The gompa stands apart at the end of the paddock. The heart of the farm, formally consecrated by an abbot, it has six walls, one for each syllable of the mantra of Tibet, Om Mani Padme Hum, Hail the Jewel in the Lotus; one for each of the realms into which beings are reborn on the Wheel. Blond shingles cap it. Being under that roof is like being inside a pine cone. Twelve rafters, spokes of a wheel, radiate from one great black trunk in the centre; six have a silky gold curtain on a track. The floor is polished pine and when the altar candles are lit their long flickering shapes burn along it. One wall has a vast brick fireplace, beehive shaped like ovens in old Europe. In another wall is the gompa’s only source of daylight, a small, square stained-glass window with a white lotus set in a sea-blue diamond, the rest of the panes clear (as is Ether, Mind) except for a small lozenge of light at each point of the diamond: green for Water, yellow for Earth, red for Fire, blue for Air, for Sky. Hung on a red thread, a faceted pale blue bead glows and magnifies in the white corolla of the lotus. The window catches the rising sun. The jewel in the lotus flashes, and the colours and black lines of the panes spread along the floor like a lance pointing at the fire. Incense and candlesmoke waver past the altars in the waxy sunlight.
At that end of the paddock soft-leaved ginkgo trees have been planted inside wooden cages on which grey-green whiskers of lichen are growing long. A small white monument nearby, a stupa, enshrines the remains of a girl drowned years ago. At the hour when he wakes to go to the gompa, this dim shape among the cages is a child’s white beanie and dress. It has a window in the front in which a brass Buddha sits in meditation, and under it are engraved on a tablet the name and dates and the Perfection of Wisdom mantra. Om Gate Gate Paragate Parasamgate Bodhi Soha. The window is lightly misted, as if the Buddha is breathing inside.
When Tenzin arrived at the beginning of the summer he mistrusted his intense consciousness of the place, accusing himself of letting his senses attach him to its beauty and harmony, when his whole endeavour was to go beyond the senses. Now he in his material body has become one with the place, eating the food grown there and returning his wastes to it, and it seems to him that his mind has made of it a living mandala to be used, like the mandalas and coloured Buddhas and Bodhisattvas in the tankas, as images reflected on the surface of the bubble of his emptiness.

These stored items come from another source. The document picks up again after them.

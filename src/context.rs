//! Context Manager (§4.3, C5): a chain of summarization strategies run
//! synchronously before each provider call.

use std::collections::HashSet;

use crate::error::Result;
use crate::event::AgentEvent;
use crate::types::{Message, Role};

/// A pluggable summarization strategy. Implementations must preserve the
/// ordering of surviving messages and never touch system messages.
pub trait SummarizationStrategy: Send + Sync {
    fn name(&self) -> &str;

    /// Whether this strategy has anything to do given the current history
    /// and the turn's token budget. Called unconditionally every turn.
    fn should_run(&self, messages: &[Message], max_tokens: usize) -> bool;

    /// Produce the new message sequence. Only called when `should_run`
    /// returned `true`.
    fn summarize(&self, messages: &[Message]) -> Result<Vec<Message>>;
}

/// Orchestrates the strategy chain and wraps every invocation in
/// Start/Complete/Error events, including no-op runs (§4.3: "event emission
/// wraps every strategy execution even when it is a no-op").
#[derive(Default)]
pub struct ContextManager {
    strategies: Vec<Box<dyn SummarizationStrategy>>,
}

impl ContextManager {
    pub fn new() -> Self {
        Self {
            strategies: Vec::new(),
        }
    }

    pub fn with_strategy(mut self, strategy: Box<dyn SummarizationStrategy>) -> Self {
        self.strategies.push(strategy);
        self
    }

    /// Run every strategy in order over `messages`, returning the possibly
    /// rewritten sequence plus the events the agent loop should emit.
    pub fn run(&self, mut messages: Vec<Message>, max_tokens: usize) -> (Vec<Message>, Vec<AgentEvent>) {
        let mut events = Vec::new();

        for strategy in &self.strategies {
            let before_tokens: usize = messages.iter().map(Message::estimate_tokens).sum();
            events.push(AgentEvent::ContextSummarizationStart {
                strategy: strategy.name().to_string(),
                before_tokens,
            });

            if !strategy.should_run(&messages, max_tokens) {
                events.push(AgentEvent::ContextSummarizationComplete {
                    strategy: strategy.name().to_string(),
                    after_tokens: before_tokens,
                    saved: 0,
                });
                continue;
            }

            match strategy.summarize(&messages) {
                Ok(new_messages) => {
                    let after_tokens: usize =
                        new_messages.iter().map(Message::estimate_tokens).sum();
                    let saved = before_tokens.saturating_sub(after_tokens);
                    messages = new_messages;
                    events.push(AgentEvent::ContextSummarizationComplete {
                        strategy: strategy.name().to_string(),
                        after_tokens,
                        saved,
                    });
                }
                Err(err) => {
                    events.push(AgentEvent::ContextSummarizationError {
                        strategy: strategy.name().to_string(),
                        error: err.to_string(),
                    });
                }
            }
        }

        (messages, events)
    }
}

/// The required strategy from §4.3: collapse adjacent
/// (assistant tool-call, tool-result) pairs older than a buffer of the most
/// recent messages into one synthesized assistant summary message, unless
/// the tool is in the exclusion set.
pub struct ToolCallSummarizer {
    /// Number of most-recent messages exempt from summarization regardless
    /// of whether they form a summarizable pair.
    pub recent_buffer: usize,
    pub exclusions: HashSet<String>,
}

impl ToolCallSummarizer {
    pub fn new(recent_buffer: usize, exclusions: impl IntoIterator<Item = String>) -> Self {
        Self {
            recent_buffer,
            exclusions: exclusions.into_iter().collect(),
        }
    }

    /// Default exclusion set per §6: the default loop-breaking tool names.
    pub fn with_default_exclusions(recent_buffer: usize) -> Self {
        Self::new(
            recent_buffer,
            ["task_completion", "ask_question", "converse"].map(String::from),
        )
    }

    fn summarizable_indices(&self, messages: &[Message]) -> Vec<usize> {
        if messages.len() <= self.recent_buffer {
            return Vec::new();
        }
        let boundary = messages.len() - self.recent_buffer;
        let mut pairs = Vec::new();
        let mut i = 0;
        while i + 1 < boundary {
            let is_pair = messages[i].role == Role::Assistant
                && messages[i].metadata.is_some()
                && messages[i + 1].role == Role::User
                && messages[i + 1].metadata.is_some();
            if is_pair {
                let tool_name = &messages[i].metadata.as_ref().unwrap().tool_name;
                if !self.exclusions.contains(tool_name) {
                    pairs.push(i);
                    i += 2;
                    continue;
                }
            }
            i += 1;
        }
        pairs
    }
}

impl SummarizationStrategy for ToolCallSummarizer {
    fn name(&self) -> &str {
        "tool-call-summarization-with-exclusions"
    }

    fn should_run(&self, messages: &[Message], _max_tokens: usize) -> bool {
        !self.summarizable_indices(messages).is_empty()
    }

    fn summarize(&self, messages: &[Message]) -> Result<Vec<Message>> {
        let pair_starts: HashSet<usize> = self.summarizable_indices(messages).into_iter().collect();
        let mut out = Vec::with_capacity(messages.len());
        let mut i = 0;
        while i < messages.len() {
            if pair_starts.contains(&i) {
                let tool_name = &messages[i].metadata.as_ref().unwrap().tool_name;
                let summary = format!(
                    "[summarized] tool '{tool_name}' was called and returned a result earlier in this conversation"
                );
                out.push(Message::assistant(summary)?);
                i += 2;
            } else {
                out.push(messages[i].clone());
                i += 1;
            }
        }
        Ok(out)
    }
}

#[cfg(test)]
mod tests {
    use super::*;

    fn call(tool: &str) -> Message {
        Message::assistant_tool_call(tool, "{}")
    }

    fn result(tool: &str) -> Message {
        Message::tool_result(tool, "ok").unwrap()
    }

    #[test]
    fn manager_wraps_every_strategy_even_as_a_noop() {
        struct NeverRuns;
        impl SummarizationStrategy for NeverRuns {
            fn name(&self) -> &str {
                "never-runs"
            }
            fn should_run(&self, _messages: &[Message], _max_tokens: usize) -> bool {
                false
            }
            fn summarize(&self, messages: &[Message]) -> Result<Vec<Message>> {
                Ok(messages.to_vec())
            }
        }
        let manager = ContextManager::new().with_strategy(Box::new(NeverRuns));
        let messages = vec![Message::user("hi").unwrap()];
        let (out, events) = manager.run(messages.clone(), 1000);
        assert_eq!(out, messages);
        assert!(matches!(
            events[0],
            AgentEvent::ContextSummarizationStart { .. }
        ));
        assert!(matches!(
            events[1],
            AgentEvent::ContextSummarizationComplete { saved: 0, .. }
        ));
    }

    #[test]
    fn summarizes_old_pairs_but_leaves_recent_buffer_alone() {
        let messages = vec![
            Message::system("sys"),
            call("list_files"),
            result("list_files"),
            call("list_files"),
            result("list_files"),
        ];
        let strat = ToolCallSummarizer::new(2, []);
        assert!(strat.should_run(&messages, 1000));
        let out = strat.summarize(&messages).unwrap();
        // first pair summarized (index 1..3), recent buffer (last 2 msgs) untouched.
        assert_eq!(out.len(), 4);
        assert!(out[1].content.contains("summarized"));
        assert_eq!(out[2], call("list_files"));
        assert_eq!(out[3], result("list_files"));
    }

    #[test]
    fn excluded_tool_names_are_never_summarized() {
        let messages = vec![
            Message::system("sys"),
            call("task_completion"),
            result("task_completion"),
            Message::user("more").unwrap(),
            Message::user("more").unwrap(),
            Message::user("more").unwrap(),
        ];
        let strat = ToolCallSummarizer::with_default_exclusions(0);
        assert!(!strat.should_run(&messages, 1000));
    }

    #[test]
    fn system_messages_are_never_part_of_a_pair() {
        let messages = vec![Message::system("sys"), Message::system("sys2")];
        let strat = ToolCallSummarizer::new(0, []);
        assert!(!strat.should_run(&messages, 1000));
    }
}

The summer is over in the valley before he notices: the brambles in the bracken are hung with blackberries, the tall ragwort stems all over the farm have small flowers. With the first frosts the overloaded quince trees in the old orchard droop and let their woody fruits fall in the wet grass. Like almonds when they first formed, over the summer they have ripened and bulged out smooth and golden all over but for the traces of pale green vernix clinging to their hollows. Blackbirds stand pecking into them, their beaks the same butter yellow.
In autumn, he has been warned, his peace will be invaded. Before or soon after Easter the farm always holds a ten-day retreat. This year a young Tibetan lama is coming from California, one that Tenzin met in India – years ago when he was still Hans – soon after the monasteries in Tibet were destroyed and the boy fled across the Himalayas. They say his English is good now. Because families with babies are coming, Tenzin gives up his shack – wrenched, to his shame, by the loss of it – and takes his books and a few necessities to the small back room of the gompa.
The day before the retreat begins the young lama arrives and the farm people welcome him with tea in the guest quarters and take him to see the gompa. Tenzin pulls the heavy log door open. ‘Tenzin?’ the lama says while they are slipping their boots off. ‘I know you. Have we met before?’
‘Yes, in Dharamsala.’ Tenzin feels his face turn hot with pleasure. ‘Back in the sixties. You wouldn’t remember.’
‘Oh! Long time. Your name I don’t remember.’
‘Hans.’
‘Hans, yes! Did you perhaps have very long hair?’
‘That’s right.’ He runs a rueful hand over the grey-brown stubble on his skull.
‘Like straw. You see? I remember.’
The others are standing waiting inside. The lama hurries in and does his prostrations.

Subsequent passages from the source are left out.